Merck's new drug application for vorapaxar (Zontivity is the proposed trade name) will be discussed on January 15 for the proposed indication of reduction of atherothrombotic events in patients with a history of myocardial infarction (MI). (Here's the notice in the Federal Register.) Merck will also try to demonstrate that the drug reduces the rate of a combined endpoint of cardiovascular death, MI, stroke, and urgent coronary revascularization.

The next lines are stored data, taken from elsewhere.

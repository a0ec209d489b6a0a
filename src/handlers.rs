use crate::auth::{issue_session_token, verify_session_token};
use crate::config::Config;
use crate::db_storage::LeadStorage;
use crate::errors::{AppError, ResultExt};
use crate::geo::GeoService;
use crate::models::*;
use crate::scoring;
use axum::{
    extract::{ConnectInfo, Query, State},
    http::{HeaderMap, StatusCode},
    Json,
};
use chrono::Utc;
use serde_json::json;
use sqlx::types::Json as SqlJson;
use sqlx::PgPool;
use std::net::SocketAddr;
use std::sync::Arc;

/// The form step index that marks a completed submission.
const FINAL_STEP: i32 = 5;

/// Shared application state injected into handlers.
pub struct AppState {
    /// Database connection pool.
    pub db: PgPool,
    /// Application configuration.
    pub config: Config,
    /// IP geolocation service (cached, circuit-broken).
    pub geo: GeoService,
}

/// Best-effort client IP: X-Forwarded-For (first hop) with the socket
/// address as fallback. The service runs behind a proxy in production.
pub fn client_ip(headers: &HeaderMap, addr: &SocketAddr) -> String {
    headers
        .get("x-forwarded-for")
        .and_then(|v| v.to_str().ok())
        .and_then(|v| v.split(',').next())
        .map(|s| s.trim().to_string())
        .filter(|s| !s.is_empty())
        .unwrap_or_else(|| addr.ip().to_string())
}

fn user_agent(headers: &HeaderMap) -> Option<String> {
    headers
        .get(axum::http::header::USER_AGENT)
        .and_then(|v| v.to_str().ok())
        .map(|s| s.to_string())
}

/// Health check endpoint.
pub async fn health() -> (StatusCode, Json<serde_json::Value>) {
    (
        StatusCode::OK,
        Json(json!({
            "status": "healthy",
            "service": "lead-intake-api",
            "version": "0.1.0"
        })),
    )
}

/// Root route, kept alive for uptime probes pointed at "/".
pub async fn root() -> Json<serde_json::Value> {
    Json(json!({
        "message": "Server is running",
        "status": "healthy",
        "timestamp": Utc::now().to_rfc3339()
    }))
}

/// POST /api/form/start
///
/// Opens a new form session: mints a session token bound to the caller IP,
/// resolves the origin country, and creates the next lead for that token
/// with its provenance captured. The scoring engine runs before the insert
/// so even an empty draft carries consistent derived fields.
pub async fn start_form(
    State(state): State<Arc<AppState>>,
    ConnectInfo(addr): ConnectInfo<SocketAddr>,
    headers: HeaderMap,
    payload: Option<Json<StartFormRequest>>,
) -> Result<Json<StartFormResponse>, AppError> {
    let request = payload.map(|Json(p)| p).unwrap_or_default();
    let ip = client_ip(&headers, &addr);

    let token = issue_session_token(&ip, &state.config.jwt_secret, state.config.session_token_days)?;

    let country = state.geo.lookup(&ip).await;
    let storage = LeadStorage::new(state.db.clone());
    let lead_number = storage.next_lead_number(&token).await?;

    let mut lead = Lead::draft(token.clone(), lead_number);
    lead.source = request.source;
    lead.utm = request.utm.map(SqlJson);
    lead.user_agent = user_agent(&headers);
    lead.ip_address = Some(ip.clone());
    lead.country = Some(country.country);

    scoring::apply(&mut lead);
    let stored = storage
        .insert(&lead)
        .await
        .context("Failed to store new lead")?;

    tracing::info!(
        "Form started: lead_number={}, ip={}, country={:?}",
        lead_number,
        ip,
        stored.country
    );

    Ok(Json(StartFormResponse {
        success: true,
        message: "Form started".to_string(),
        token,
        lead_number,
        form: stored,
    }))
}

/// POST /api/form/save
///
/// Saves one step of the multi-step form against the session's latest lead,
/// creating it if the start call never happened (e.g. resumed session).
/// Derived fields are recomputed before the persist, so every incremental
/// save leaves score/priority/tags consistent with the current answers.
pub async fn save_step(
    State(state): State<Arc<AppState>>,
    Json(payload): Json<SaveStepRequest>,
) -> Result<Json<FormResponse>, AppError> {
    if payload.token.is_empty() {
        return Err(AppError::Unauthorized("Token is required".to_string()));
    }
    verify_session_token(&payload.token, &state.config.jwt_secret)?;

    let storage = LeadStorage::new(state.db.clone());

    let (mut lead, is_new) = match storage.latest_by_token(&payload.token).await? {
        Some(lead) => (lead, false),
        None => {
            let lead_number = storage.next_lead_number(&payload.token).await?;
            (Lead::draft(payload.token.clone(), lead_number), true)
        }
    };

    if let Some(data) = &payload.data {
        lead.apply_fields(data);
    }
    lead.current_step = payload.step;
    if payload.step >= FINAL_STEP && !lead.is_completed {
        lead.is_completed = true;
        lead.submitted_at = Some(Utc::now());
    }

    scoring::apply(&mut lead);
    let stored = if is_new {
        storage.insert(&lead).await?
    } else {
        storage.save(&lead).await?
    };

    tracing::debug!(
        "Step {} saved for lead {} (score={}, priority={})",
        payload.step,
        stored.id,
        stored.score,
        stored.priority
    );

    Ok(Json(FormResponse {
        success: true,
        message: "Step saved successfully".to_string(),
        form: stored,
    }))
}

/// POST /api/form/submit
///
/// Terminal submission: merges any final fields, marks the lead completed
/// and stamps the submission time. The engine runs one last time so the
/// stored score reflects the full answer set.
pub async fn submit_form(
    State(state): State<Arc<AppState>>,
    Json(payload): Json<SubmitFormRequest>,
) -> Result<Json<FormResponse>, AppError> {
    if payload.token.is_empty() {
        return Err(AppError::Unauthorized("Token is required".to_string()));
    }
    verify_session_token(&payload.token, &state.config.jwt_secret)?;

    let storage = LeadStorage::new(state.db.clone());
    let mut lead = storage
        .latest_by_token(&payload.token)
        .await?
        .ok_or_else(|| AppError::NotFound("No form in progress for this session".to_string()))?;

    if let Some(data) = &payload.data {
        lead.apply_fields(data);
    }
    lead.current_step = FINAL_STEP;
    lead.is_completed = true;
    if lead.submitted_at.is_none() {
        lead.submitted_at = Some(Utc::now());
    }

    scoring::apply(&mut lead);
    let stored = storage
        .save(&lead)
        .await
        .context("Failed to persist submission")?;

    tracing::info!(
        "Form submitted: lead={}, score={}, priority={}",
        stored.id,
        stored.score,
        stored.priority
    );

    Ok(Json(FormResponse {
        success: true,
        message: "Form submitted successfully".to_string(),
        form: stored,
    }))
}

/// POST /api/form/track-whatsapp
///
/// Records that the user opened the WhatsApp handoff link after submitting.
pub async fn track_whatsapp(
    State(state): State<Arc<AppState>>,
    Json(payload): Json<TrackWhatsappRequest>,
) -> Result<Json<FormResponse>, AppError> {
    verify_session_token(&payload.token, &state.config.jwt_secret)?;

    let storage = LeadStorage::new(state.db.clone());
    let mut lead = storage
        .latest_by_token(&payload.token)
        .await?
        .ok_or_else(|| AppError::NotFound("Form not found".to_string()))?;

    if !lead.whatsapp_opened {
        lead.whatsapp_opened = true;
        lead.whatsapp_opened_at = Some(Utc::now());
    }

    scoring::apply(&mut lead);
    let stored = storage.save(&lead).await?;

    Ok(Json(FormResponse {
        success: true,
        message: "WhatsApp open tracked".to_string(),
        form: stored,
    }))
}

/// GET /api/form/data?token=..&leadId=..
///
/// Fetch a specific lead (or the latest one) owned by the session token.
pub async fn get_form_data(
    State(state): State<Arc<AppState>>,
    Query(params): Query<FormDataQuery>,
) -> Result<Json<FormResponse>, AppError> {
    if params.token.is_empty() {
        return Err(AppError::BadRequest("Token is required".to_string()));
    }
    verify_session_token(&params.token, &state.config.jwt_secret)?;

    let storage = LeadStorage::new(state.db.clone());
    let lead = match params.lead_id {
        Some(id) => storage.find_for_token(id, &params.token).await?,
        None => storage.latest_by_token(&params.token).await?,
    }
    .ok_or_else(|| AppError::NotFound("Form not found".to_string()))?;

    Ok(Json(FormResponse {
        success: true,
        message: "Form fetched".to_string(),
        form: lead,
    }))
}

/// GET /api/form/user-forms?token=..
///
/// All leads submitted by this session, newest first.
pub async fn get_user_forms(
    State(state): State<Arc<AppState>>,
    Query(params): Query<UserFormsQuery>,
) -> Result<Json<serde_json::Value>, AppError> {
    if params.token.is_empty() {
        return Err(AppError::BadRequest("Token is required".to_string()));
    }
    verify_session_token(&params.token, &state.config.jwt_secret)?;

    let storage = LeadStorage::new(state.db.clone());
    let forms = storage.list_by_token(&params.token).await?;

    Ok(Json(json!({
        "success": true,
        "forms": forms,
    })))
}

The background story of vorapaxar is quite interesting. The once highly-promising novel antiplatelet drug, a thrombin receptor antagonist, was widely thought to have no future after unacceptably high serious bleeding rates were found in two large clinical trials studying the drug in a wide variety of acute and chronic cardiovascular patients. But hopes for the drug resurfaced last year based on new data from a prespecified analysis of the TRA 2P-TIMI 50 trial published in the Lancet. The new proposed indication is considerably narrower than the company had originally hoped.

In the full trial, which randomized 26,449 patients with a history of MI, ischemic stroke, or peripheral arterial disease to either vorapaxar or placebo in addition to standard therapy, the rate of CV death, MI, or stroke was significantly reduced by vorapaxar, but there was also a doubling of the very serious complication of intracranial bleeding. But the substudy published in the Lancet focused on the subgroup of 17,779  patients with a history of myocardial infarction. After 2.5 years of followup, the rate of CV death, MI, or stroke was significantly reduced in the vorapaxar group compared to the placebo group, though vorapaxar was also associated with an increased risk of bleeding, though not, importantly, intracranial bleeding.

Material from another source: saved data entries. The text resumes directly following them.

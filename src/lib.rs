#![deny(missing_docs)]

//! # qf_round
//!
//! **qf_round** is the tally and allocation engine of a MACI-style
//! quadratic-funding round.  It replays the vote message log a poll collected,
//! aggregates a deterministic per-recipient tally, commits to it, and computes
//! the matching funds each recipient may claim, bit-for-bit with the on-chain
//! arithmetic.
//!
//! ## Pipeline
//!
//! * [`message`] parses sign-ups and message batches (highest nonce first, as
//!   physically submitted).
//! * [`replay`] restores ascending nonce order per contributor and resolves
//!   the final vote for every (contributor, recipient) pair.
//! * [`tally`] sums integer square roots per recipient (quadratic votes) and
//!   raw voice credits (linear spend).
//! * [`commitment`] and [`tally_data`] bind the tally to salted quinary Merkle
//!   commitments and the JSON tally file.
//! * [`allocation`] applies the alpha-blended matching formula.
//! * [`round`] gates all of the above behind the round lifecycle:
//!   `Open → VotingClosed → Tallying → Finalized`, or `Cancelled`.
//!
//! ## Usage
//!
//! ```rust
//! use num_bigint::BigUint;
//! use qf_round::{
//!     compute_allocations, compute_tally, KeccakFieldCommitment, Message, MessageLog, PubKey,
//!     SaltSource, TallyParams, ALPHA_PRECISION,
//! };
//!
//! let mut log = MessageLog::default();
//! log.sign_up(1, PubKey::new("alice"), 25);
//! log.sign_up(2, PubKey::new("bob"), 25);
//! log.submit_batch(vec![Message::vote(1, 1, 1, 25)]);
//! log.submit_batch(vec![Message::vote(2, 1, 1, 25)]);
//!
//! let params = TallyParams::new("0x00000000000000000000000000000000000000aa", 0u32.into(), 2);
//! let outcome = compute_tally(&log, &params, &SaltSource::from_seed([0; 32]), &KeccakFieldCommitment)?;
//! // two contributors of 25 credits each: 5 + 5 quadratic votes
//! assert_eq!(outcome.data.results.tally[1], BigUint::from(10u32));
//!
//! let allocations = compute_allocations(&outcome.data, &BigUint::from(ALPHA_PRECISION), &1u32.into())?;
//! assert_eq!(allocations[1].amount, BigUint::from(100u32));
//! # Ok::<(), qf_round::RoundError>(())
//! ```

pub mod allocation;
pub mod arith;
pub mod claim;
pub mod commitment;
pub mod config;
mod error;
pub mod io;
pub mod message;
pub mod pipeline;
pub mod replay;
pub mod round;
pub mod tally;
pub mod tally_data;

pub use allocation::{allocate, allocated_amount, Allocation, AllocationParams, ALPHA_PRECISION};
pub use arith::integer_sqrt;
pub use claim::{upload_ranges, verify_claim_data, RecipientClaimData, UploadRange};
pub use commitment::{CommitmentScheme, KeccakFieldCommitment, QuinTree};
pub use config::{DeploymentRegistry, RecipientRegistryKind, RoundConfig};
pub use error::{Result, RoundError};
pub use message::{Command, Message, MessageLog, PubKey, SignUp};
pub use pipeline::{compute_allocations, compute_claim_data, compute_tally, TallyOutcome, TallyParams};
pub use replay::{ReplayMode, ReplayReport, Replayer, ResolvedVotes};
pub use round::{derive_alpha, FinalizeRequest, FundingRound, RoundPhase};
pub use tally::{RecipientTallyEntry, SaltSource, Tally, TallyAggregator};
pub use tally_data::{TallyCommitments, TallyData};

In general a substudy does not provide sufficient evidence to support an NDA for a novel drug. But, the study authors pointed out, the substudy was larger than is usually found in the entire population of most clinical trials. It seems likely that the FDA reviewers and the advisory committee members will spend some time considering this issue.

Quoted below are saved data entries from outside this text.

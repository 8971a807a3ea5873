//! Tally aggregation over resolved votes.
//!
//! For each recipient the aggregator sums the integer square roots of every
//! contributor's allocation (the quadratic vote count) and the raw voice
//! credits (the linear spend).  Roots are summed before any squaring; the
//! square only appears inside the allocation formula.

use crate::arith::isqrt;
use crate::commitment::field_element_from_bytes;
use crate::error::{Result, RoundError};
use crate::replay::ResolvedVotes;
use num_bigint::BigUint;
use num_traits::Zero;
use rand::RngCore;
use serde::{Deserialize, Serialize};
use sha3::{Digest, Keccak256};

/// Per-recipient quadratic and linear totals.
#[derive(Debug, Clone, PartialEq, Eq, Serialize, Deserialize)]
#[serde(rename_all = "camelCase")]
pub struct RecipientTallyEntry {
    /// Recipient (vote option) index.
    pub recipient_index: usize,
    /// Sum over contributors of `isqrt(voice credits)`.
    #[serde(with = "crate::arith::decimal")]
    pub quadratic_votes: BigUint,
    /// Sum over contributors of raw voice credits.
    #[serde(with = "crate::arith::decimal")]
    pub linear_spent: BigUint,
    /// Salt of the results commitment this entry is proven against.
    #[serde(with = "crate::arith::decimal")]
    pub salt: BigUint,
}

impl RecipientTallyEntry {
    /// `quadratic_votes²`, the matching weight used by the allocation formula.
    pub fn quadratic_weight(&self) -> BigUint {
        &self.quadratic_votes * &self.quadratic_votes
    }
}

/// Complete tally for a round.
#[derive(Debug, Clone, PartialEq, Eq)]
pub struct Tally {
    /// One entry per recipient index, ascending.
    pub entries: Vec<RecipientTallyEntry>,
    /// Total voice credits spent across all contributors.
    pub total_spent: BigUint,
    /// Salt of the results commitment.
    pub results_salt: BigUint,
    /// Salt of the per-recipient spent commitment.
    pub per_vo_salt: BigUint,
    /// Salt of the total-spent commitment.
    pub spent_salt: BigUint,
}

impl Tally {
    /// Number of recipient slots.
    pub fn recipient_count(&self) -> usize {
        self.entries.len()
    }

    /// Entry for `recipient_index`.
    pub fn entry(&self, recipient_index: usize) -> Result<&RecipientTallyEntry> {
        self.entries
            .get(recipient_index)
            .ok_or(RoundError::RecipientIndexOutOfBounds {
                index: recipient_index,
                count: self.entries.len(),
            })
    }

    /// Sum of the linear spend over all recipients.
    pub fn linear_total(&self) -> BigUint {
        self.entries
            .iter()
            .fold(BigUint::zero(), |acc, entry| acc + &entry.linear_spent)
    }

    /// Checks that per-recipient linear totals add up to the total spent.
    pub fn check_spent_total(&self) -> Result<()> {
        let linear = self.linear_total();
        if linear != self.total_spent {
            return Err(RoundError::mismatch(format!(
                "per-recipient spend sums to {linear} but total spent is {}",
                self.total_spent
            )));
        }
        Ok(())
    }
}

/// Deterministic source of commitment salts.
///
/// Salts are field elements derived from a 32-byte seed, so recomputing the
/// tally from the same inputs is byte-identical.
#[derive(Debug, Clone, PartialEq, Eq)]
pub struct SaltSource {
    seed: [u8; 32],
}

impl SaltSource {
    /// Uses `seed` verbatim.
    pub fn from_seed(seed: [u8; 32]) -> Self {
        Self { seed }
    }

    /// Draws a fresh seed from the operating system RNG.
    pub fn random() -> Self {
        let mut seed = [0u8; 32];
        rand::thread_rng().fill_bytes(&mut seed);
        Self { seed }
    }

    /// Parses a 64-character hex seed (optional `0x` prefix).
    pub fn from_hex(raw: &str) -> Result<Self> {
        let trimmed = raw.trim();
        let digits = trimmed
            .strip_prefix("0x")
            .or_else(|| trimmed.strip_prefix("0X"))
            .unwrap_or(trimmed);
        let bytes = hex::decode(digits)
            .map_err(|err| RoundError::params(format!("invalid salt seed: {err}")))?;
        let seed: [u8; 32] = bytes.try_into().map_err(|bytes: Vec<u8>| {
            RoundError::params(format!("salt seed must be 32 bytes, got {}", bytes.len()))
        })?;
        Ok(Self { seed })
    }

    /// Hex encoding of the seed.
    pub fn to_hex(&self) -> String {
        hex::encode(self.seed)
    }

    /// Salt for the commitment named `label`.
    pub fn derive(&self, label: &str) -> BigUint {
        let mut hasher = Keccak256::new();
        hasher.update(b"QF_ROUND_SALT");
        hasher.update(self.seed);
        hasher.update((label.len() as u64).to_be_bytes());
        hasher.update(label.as_bytes());
        field_element_from_bytes(&hasher.finalize())
    }
}

/// Folds resolved votes into per-recipient totals.
#[derive(Debug, Clone, Copy)]
pub struct TallyAggregator {
    recipient_count: usize,
}

impl TallyAggregator {
    /// Aggregator for `recipient_count` recipient slots.
    pub fn new(recipient_count: usize) -> Self {
        Self { recipient_count }
    }

    /// Produces one entry per recipient, zero entries included.
    ///
    /// Votes outside the recipient range are rejected here; the replayer
    /// already excludes them, so this only fires for hand-built input.
    pub fn aggregate(&self, votes: &ResolvedVotes, salts: &SaltSource) -> Result<Tally> {
        let mut quadratic = vec![BigUint::zero(); self.recipient_count];
        let mut linear = vec![BigUint::zero(); self.recipient_count];
        for user in votes.users.values() {
            for (&recipient_index, entry) in &user.votes {
                if recipient_index >= self.recipient_count {
                    return Err(RoundError::RecipientIndexOutOfBounds {
                        index: recipient_index,
                        count: self.recipient_count,
                    });
                }
                quadratic[recipient_index] += isqrt(&entry.voice_credits);
                linear[recipient_index] += &entry.voice_credits;
            }
        }
        let results_salt = salts.derive("results");
        let entries = quadratic
            .into_iter()
            .zip(linear)
            .enumerate()
            .map(|(recipient_index, (quadratic_votes, linear_spent))| RecipientTallyEntry {
                recipient_index,
                quadratic_votes,
                linear_spent,
                salt: results_salt.clone(),
            })
            .collect();
        // counted per contributor, independently of the per-recipient columns
        let tally = Tally {
            entries,
            total_spent: votes.total_spent(),
            results_salt,
            per_vo_salt: salts.derive("perVOSpentVoiceCredits"),
            spent_salt: salts.derive("totalSpentVoiceCredits"),
        };
        tally.check_spent_total()?;
        tracing::debug!(
            recipients = self.recipient_count,
            contributors = votes.users.len(),
            total_spent = %tally.total_spent,
            "tally aggregated"
        );
        Ok(tally)
    }
}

On January 16 the panel will discuss the supplemental new drug application for J&J's Xarelto (rivaroxaban) to reduce the risk of thrombotic cardiovascular events in patients in the first 90 days after suffering acute coronary syndrome. Earlier this year the FDA turned this sNDA down for the second time.

The ACS indication has proved tantalizingly elusive, the one major blank space in a large trophy case of successful indications garnered by the drug. The proposed indication is based on the ATLAS ACS 2-TIMI 51 trial, which was widely praised when results were first unveiled in 2011. The FDA then granted priority review for the indication. But  momentum ground to a halt when FDA reviewers raised questions about the ATLAS trial, largely centering on significant amounts of missing data from the trial. The FDA advisory panel, highlighted by vocal criticisms from Steve Nissen and Sanjay Kaul, resulted in a vote against the ACS indication, leading to the first complete response letter.

Johnson & Johnson has revealed neither the contents of the most recent complete response letter not the substance of its answer to the FDA.